| INFORMATION |
======

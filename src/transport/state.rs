//! Observable transport lifecycle state.

use std::sync::atomic::{AtomicU8, Ordering};

/// States the transport worker moves through.
///
/// `Stopped` is terminal: `stop()` tears the worker down and a later
/// `start()` builds a fresh state machine rather than resurrecting this one.
#[derive(Clone, Copy, Debug, PartialEq, Eq)]
#[repr(u8)]
pub enum TransportState {
    /// Constructed, no connection attempted yet.
    Idle = 0,
    /// Waiting for a viewer advertisement.
    Discovering = 1,
    /// Opening the TCP socket.
    Connecting = 2,
    /// Running the TLS handshake.
    Handshaking = 3,
    /// Draining the ring buffer onto the wire.
    Streaming = 4,
    /// Waiting out a backoff interval after a failure.
    Reconnecting = 5,
    /// Terminal; all network activity has ceased.
    Stopped = 6,
}

impl TransportState {
    fn from_u8(value: u8) -> Self {
        match value {
            0 => Self::Idle,
            1 => Self::Discovering,
            2 => Self::Connecting,
            3 => Self::Handshaking,
            4 => Self::Streaming,
            5 => Self::Reconnecting,
            _ => Self::Stopped,
        }
    }
}

/// Lock-free cell holding the current state, shared between the worker, the
/// facade, and the discovery listener.
pub(crate) struct StateCell(AtomicU8);

impl StateCell {
    pub fn new() -> Self {
        Self(AtomicU8::new(TransportState::Idle as u8))
    }

    pub fn set(&self, state: TransportState) {
        self.0.store(state as u8, Ordering::Release);
    }

    pub fn get(&self) -> TransportState {
        TransportState::from_u8(self.0.load(Ordering::Acquire))
    }
}
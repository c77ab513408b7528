use std::fmt;
use std::str::FromStr;

/// Record severity carried in each frame header.
#[derive(Clone, Copy, Debug, PartialEq, Eq, PartialOrd, Ord, Hash)]
#[repr(u16)]
pub enum Level {
    Trace = 0,
    Debug = 1,
    Info = 2,
    Warn = 3,
    Error = 4,
    Critical = 5,
}

impl Default for Level {
    fn default() -> Self {
        Self::Info
    }
}

impl Level {
    /// Wire value written into the frame header.
    pub fn to_wire(self) -> u16 {
        self as u16
    }

    /// Parse a wire value back into a level.
    pub fn from_wire(value: u16) -> Option<Self> {
        match value {
            0 => Some(Self::Trace),
            1 => Some(Self::Debug),
            2 => Some(Self::Info),
            3 => Some(Self::Warn),
            4 => Some(Self::Error),
            5 => Some(Self::Critical),
            _ => None,
        }
    }
}

impl fmt::Display for Level {
    fn fmt(&self, f: &mut fmt::Formatter<'_>) -> fmt::Result {
        let s = match self {
            Level::Trace => "TRACE",
            Level::Debug => "DEBUG",
            Level::Info => "INFO",
            Level::Warn => "WARN",
            Level::Error => "ERROR",
            Level::Critical => "CRITICAL",
        };
        f.write_str(s)
    }
}

impl FromStr for Level {
    type Err = ();

    fn from_str(s: &str) -> Result<Self, Self::Err> {
        match s.to_ascii_uppercase().as_str() {
            "TRACE" => Ok(Self::Trace),
            "DEBUG" => Ok(Self::Debug),
            "INFO" => Ok(Self::Info),
            "WARN" | "WARNING" => Ok(Self::Warn),
            "ERROR" => Ok(Self::Error),
            "CRITICAL" => Ok(Self::Critical),
            _ => Err(()),
        }
    }
}
use std::sync::atomic::{AtomicU64, Ordering};
use std::time::{Duration, SystemTime, UNIX_EPOCH};

/// Default interval between dropped-record warnings.
pub const DEFAULT_WARN_INTERVAL: Duration = Duration::from_secs(5);

fn now_secs() -> u64 {
    SystemTime::now()
        .duration_since(UNIX_EPOCH)
        .unwrap_or_default()
        .as_secs()
}

/// Rate limits dropped-record warnings on the hot logging path.
///
/// Producers increment the counter via [`record_drop`](Self::record_drop);
/// [`warn_if_due`](Self::warn_if_due) invokes the callback with the count
/// accumulated since the last emission once the interval has elapsed, and
/// [`flush`](Self::flush) reports immediately. A lifetime total is kept
/// separately so callers can observe overall loss.
pub struct DropWarner {
    interval_secs: u64,
    last_warn: AtomicU64,
    pending: AtomicU64,
    total: AtomicU64,
}

impl DropWarner {
    /// Create a warner; the first warning may fire immediately.
    pub fn new(interval: Duration) -> Self {
        let interval_secs = interval.as_secs().max(1);
        Self {
            interval_secs,
            last_warn: AtomicU64::new(now_secs().saturating_sub(interval_secs)),
            pending: AtomicU64::new(0),
            total: AtomicU64::new(0),
        }
    }

    /// Count one dropped record.
    pub fn record_drop(&self) {
        self.pending.fetch_add(1, Ordering::Relaxed);
        self.total.fetch_add(1, Ordering::Relaxed);
    }

    /// Total records dropped over the warner's lifetime.
    pub fn total_dropped(&self) -> u64 {
        self.total.load(Ordering::Relaxed)
    }

    /// Emit a warning when the rate-limit interval has elapsed.
    pub fn warn_if_due(&self, mut warn: impl FnMut(u64)) {
        let now = now_secs();
        let prev = self.last_warn.load(Ordering::Relaxed);
        if now.saturating_sub(prev) >= self.interval_secs {
            let count = self.pending.swap(0, Ordering::Relaxed);
            if count > 0 {
                warn(count);
            }
            self.last_warn.store(now, Ordering::Relaxed);
        }
    }

    /// Report any pending drops immediately.
    pub fn flush(&self, mut warn: impl FnMut(u64)) {
        let count = self.pending.swap(0, Ordering::Relaxed);
        if count > 0 {
            warn(count);
            self.last_warn.store(now_secs(), Ordering::Relaxed);
        }
    }
}

impl Default for DropWarner {
    fn default() -> Self {
        Self::new(DEFAULT_WARN_INTERVAL)
    }
}
//! Reconnect backoff state for the transport worker.

use std::time::{Duration, Instant};

use rand::{Rng, SeedableRng, rngs::StdRng};

/// Capped exponential backoff parameters.
///
/// Retries continue indefinitely; transient transport failures are never
/// fatal. `reset_after` is the sustained streaming uptime that returns the
/// delay to `base`.
#[derive(Clone, Debug)]
pub struct BackoffPolicy {
    pub base: Duration,
    pub cap: Duration,
    pub reset_after: Duration,
}

/// Default base delay between reconnect attempts.
pub const DEFAULT_BACKOFF_BASE: Duration = Duration::from_millis(500);
/// Default ceiling for the reconnect delay.
pub const DEFAULT_BACKOFF_CAP: Duration = Duration::from_secs(30);
/// Default streaming uptime that resets the delay to its base.
pub const DEFAULT_BACKOFF_RESET: Duration = Duration::from_secs(60);

impl Default for BackoffPolicy {
    fn default() -> Self {
        Self {
            base: DEFAULT_BACKOFF_BASE,
            cap: DEFAULT_BACKOFF_CAP,
            reset_after: DEFAULT_BACKOFF_RESET,
        }
    }
}

/// Tracks reconnection attempts and produces jittered delays.
pub struct BackoffState {
    policy: BackoffPolicy,
    current: Duration,
    streaming_since: Option<Instant>,
    rng: StdRng,
}

const MIN_SLEEP_MS: u64 = 10;

impl BackoffState {
    pub fn new(policy: BackoffPolicy) -> Self {
        Self {
            current: policy.base,
            streaming_since: None,
            rng: StdRng::from_entropy(),
            policy,
        }
    }

    /// The nominal delay the next failure will wait, before jitter.
    pub fn current(&self) -> Duration {
        self.current
    }

    /// Produce the delay for a failed attempt and escalate towards the cap.
    pub fn next_delay(&mut self) -> Duration {
        let nominal = self.current;
        self.current = self.current.saturating_mul(2).min(self.policy.cap);

        let max_ms = nominal.as_millis().min(u128::from(u64::MAX)) as u64;
        let sleep_ms = match max_ms {
            0 => MIN_SLEEP_MS,
            1..=MIN_SLEEP_MS => max_ms,
            _ => self.rng.gen_range(MIN_SLEEP_MS..=max_ms),
        };
        Duration::from_millis(sleep_ms)
    }

    /// Note that a connection reached the streaming state.
    pub fn connection_established(&mut self, now: Instant) {
        self.streaming_since = Some(now);
    }

    /// Note a successful write; sustained uptime resets the delay to base.
    pub fn write_succeeded(&mut self, now: Instant) {
        if let Some(since) = self.streaming_since
            && now.duration_since(since) >= self.policy.reset_after
        {
            self.current = self.policy.base;
        }
    }

    /// Note that the connection dropped.
    pub fn connection_lost(&mut self) {
        self.streaming_since = None;
    }
}

#[cfg(test)]
mod tests {
    use super::*;

    fn policy(base_ms: u64, cap_ms: u64, reset_secs: u64) -> BackoffPolicy {
        BackoffPolicy {
            base: Duration::from_millis(base_ms),
            cap: Duration::from_millis(cap_ms),
            reset_after: Duration::from_secs(reset_secs),
        }
    }

    #[test]
    fn nominal_delay_doubles_up_to_the_cap() {
        let mut backoff = BackoffState::new(policy(500, 30_000, 60));
        let mut previous = Duration::ZERO;
        for _ in 0..10 {
            let nominal = backoff.current();
            assert!(nominal >= previous, "delay must never shrink mid-outage");
            previous = nominal;
            backoff.next_delay();
        }
        assert_eq!(backoff.current(), Duration::from_millis(30_000));
    }

    #[test]
    fn jittered_delay_stays_within_bounds() {
        let mut backoff = BackoffState::new(policy(500, 30_000, 60));
        for _ in 0..20 {
            let nominal = backoff.current();
            let delay = backoff.next_delay();
            assert!(delay >= Duration::from_millis(MIN_SLEEP_MS));
            assert!(delay <= nominal);
        }
    }

    #[test]
    fn zero_base_still_sleeps_a_minimum() {
        let mut backoff = BackoffState::new(policy(0, 0, 60));
        assert!(backoff.next_delay() >= Duration::from_millis(MIN_SLEEP_MS));
    }

    #[test]
    fn sustained_streaming_resets_to_base() {
        let mut backoff = BackoffState::new(policy(500, 30_000, 60));
        for _ in 0..8 {
            backoff.next_delay();
        }
        assert_eq!(backoff.current(), Duration::from_millis(30_000));

        let start = Instant::now();
        backoff.connection_established(start);
        backoff.write_succeeded(start + Duration::from_secs(30));
        assert_eq!(
            backoff.current(),
            Duration::from_millis(30_000),
            "short uptime must not reset"
        );
        backoff.write_succeeded(start + Duration::from_secs(61));
        assert_eq!(backoff.current(), Duration::from_millis(500));
    }

    #[test]
    fn reconnect_before_sustained_uptime_keeps_escalation() {
        let mut backoff = BackoffState::new(policy(500, 30_000, 60));
        backoff.next_delay();
        backoff.next_delay();
        let escalated = backoff.current();

        let start = Instant::now();
        backoff.connection_established(start);
        backoff.connection_lost();
        backoff.write_succeeded(start + Duration::from_secs(120));
        assert_eq!(backoff.current(), escalated);
    }
}
//! Send/Sync guarantees for core types.

use rstest::rstest;
use static_assertions::assert_impl_all;
use wirelog::{
    Endpoint, Level, LogRecord, Logger, LoggerConfig, LoggerOptions, Payload, RingBuffer,
    TransportState,
};

#[rstest]
fn logger_is_send_sync() {
    assert_impl_all!(Logger: Send, Sync);
}

#[rstest]
fn shared_components_are_send_sync() {
    assert_impl_all!(RingBuffer: Send, Sync);
    assert_impl_all!(LoggerConfig: Send, Sync, Clone);
    assert_impl_all!(LoggerOptions: Send, Sync, Copy);
    assert_impl_all!(Endpoint: Send, Sync, Clone);
    assert_impl_all!(TransportState: Send, Sync, Copy);
}

#[rstest]
fn record_types_are_send() {
    assert_impl_all!(LogRecord: Send, Clone);
    assert_impl_all!(Payload: Send, Clone);
    assert_impl_all!(Level: Send, Copy);
}
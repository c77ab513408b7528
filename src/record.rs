//! Log record representation.
//!
//! This module defines the `LogRecord` value captured on every facade call
//! together with its runtime context (timestamp, producing thread). Records
//! are immutable once constructed; the encoder turns them into wire frames
//! without further mutation.

use std::sync::atomic::{AtomicU64, Ordering};
use std::thread;
use std::time::SystemTime;

use crate::level::Level;

/// Payload variant carried by a record.
#[derive(Clone, Debug, PartialEq, Eq)]
pub enum Payload {
    /// Formatted message text.
    Message(String),
    /// Raw byte buffer.
    Data(Vec<u8>),
    /// Encoded image bytes with pixel dimensions.
    Image {
        data: Vec<u8>,
        width: u32,
        height: u32,
    },
    /// Standalone marker text shown by viewers as a divider.
    Marker(String),
    /// Opens a logical group of records.
    BlockStart(String),
    /// Closes the innermost open group.
    BlockEnd,
}

impl Payload {
    /// Number of payload bytes this variant contributes to a frame body.
    pub(crate) fn body_len(&self) -> usize {
        match self {
            Payload::Message(text) | Payload::Marker(text) | Payload::BlockStart(text) => {
                4 + text.len()
            }
            Payload::Data(bytes) => 4 + bytes.len(),
            Payload::Image { data, .. } => 4 + 4 + 4 + data.len(),
            Payload::BlockEnd => 0,
        }
    }
}

/// A single structured log event.
#[derive(Clone, Debug, PartialEq)]
pub struct LogRecord {
    /// Monotonic sequence number assigned at enqueue time.
    pub sequence: u32,
    /// Wall-clock time the record was created.
    pub timestamp: SystemTime,
    /// Stable numeric identifier of the producing thread.
    pub thread_id: u64,
    /// Name of the producing thread, when it has one. Not part of the wire
    /// header (fixed-width); used for console echo.
    pub thread_name: Option<String>,
    /// Optional caller-supplied tag grouping related records.
    pub tag: Option<String>,
    /// Record severity.
    pub level: Level,
    /// Typed payload.
    pub payload: Payload,
}

impl LogRecord {
    /// Build a record from the current execution context.
    pub fn new(sequence: u32, tag: Option<&str>, level: Level, payload: Payload) -> Self {
        let current = thread::current();
        Self {
            sequence,
            timestamp: SystemTime::now(),
            thread_id: current_thread_id(),
            thread_name: current.name().map(ToString::to_string),
            tag: tag.map(ToString::to_string),
            level,
            payload,
        }
    }
}

/// Process-unique numeric id for the calling thread.
///
/// `std::thread::ThreadId` has no stable integer form, so ids are handed out
/// from a process-wide counter on first use per thread.
pub(crate) fn current_thread_id() -> u64 {
    static NEXT_ID: AtomicU64 = AtomicU64::new(1);
    thread_local! {
        static THREAD_ID: u64 = NEXT_ID.fetch_add(1, Ordering::Relaxed);
    }
    THREAD_ID.with(|id| *id)
}

#[cfg(test)]
mod tests {
    use super::*;

    #[test]
    fn thread_ids_are_stable_within_a_thread() {
        let first = current_thread_id();
        let second = current_thread_id();
        assert_eq!(first, second);
    }

    #[test]
    fn thread_ids_differ_across_threads() {
        let here = current_thread_id();
        let there = thread::spawn(current_thread_id).join().expect("join probe");
        assert_ne!(here, there);
    }

    #[test]
    fn record_captures_thread_name() {
        let handle = thread::Builder::new()
            .name("producer".into())
            .spawn(|| LogRecord::new(0, None, Level::Info, Payload::BlockEnd))
            .expect("spawn named thread");
        let record = handle.join().expect("join producer");
        assert_eq!(record.thread_name.as_deref(), Some("producer"));
    }
}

======

| ACTIVITY |
An exact copy of the lines above, from the one containing "let mut previous = Duration::ZERO;" through the one containing "for _ in 0..20", is the whole of the answer.

| RESULT FOR THIS TASK |
        let mut previous = Duration::ZERO;
        for _ in 0..10 {
            let nominal = backoff.current();
            assert!(nominal >= previous, "delay must never shrink mid-outage");
            previous = nominal;
            backoff.next_delay();
        }
        assert_eq!(backoff.current(), Duration::from_millis(30_000));
    }

    #[test]
    fn jittered_delay_stays_within_bounds() {
        let mut backoff = BackoffState::new(policy(500, 30_000, 60));
        for _ in 0..20 {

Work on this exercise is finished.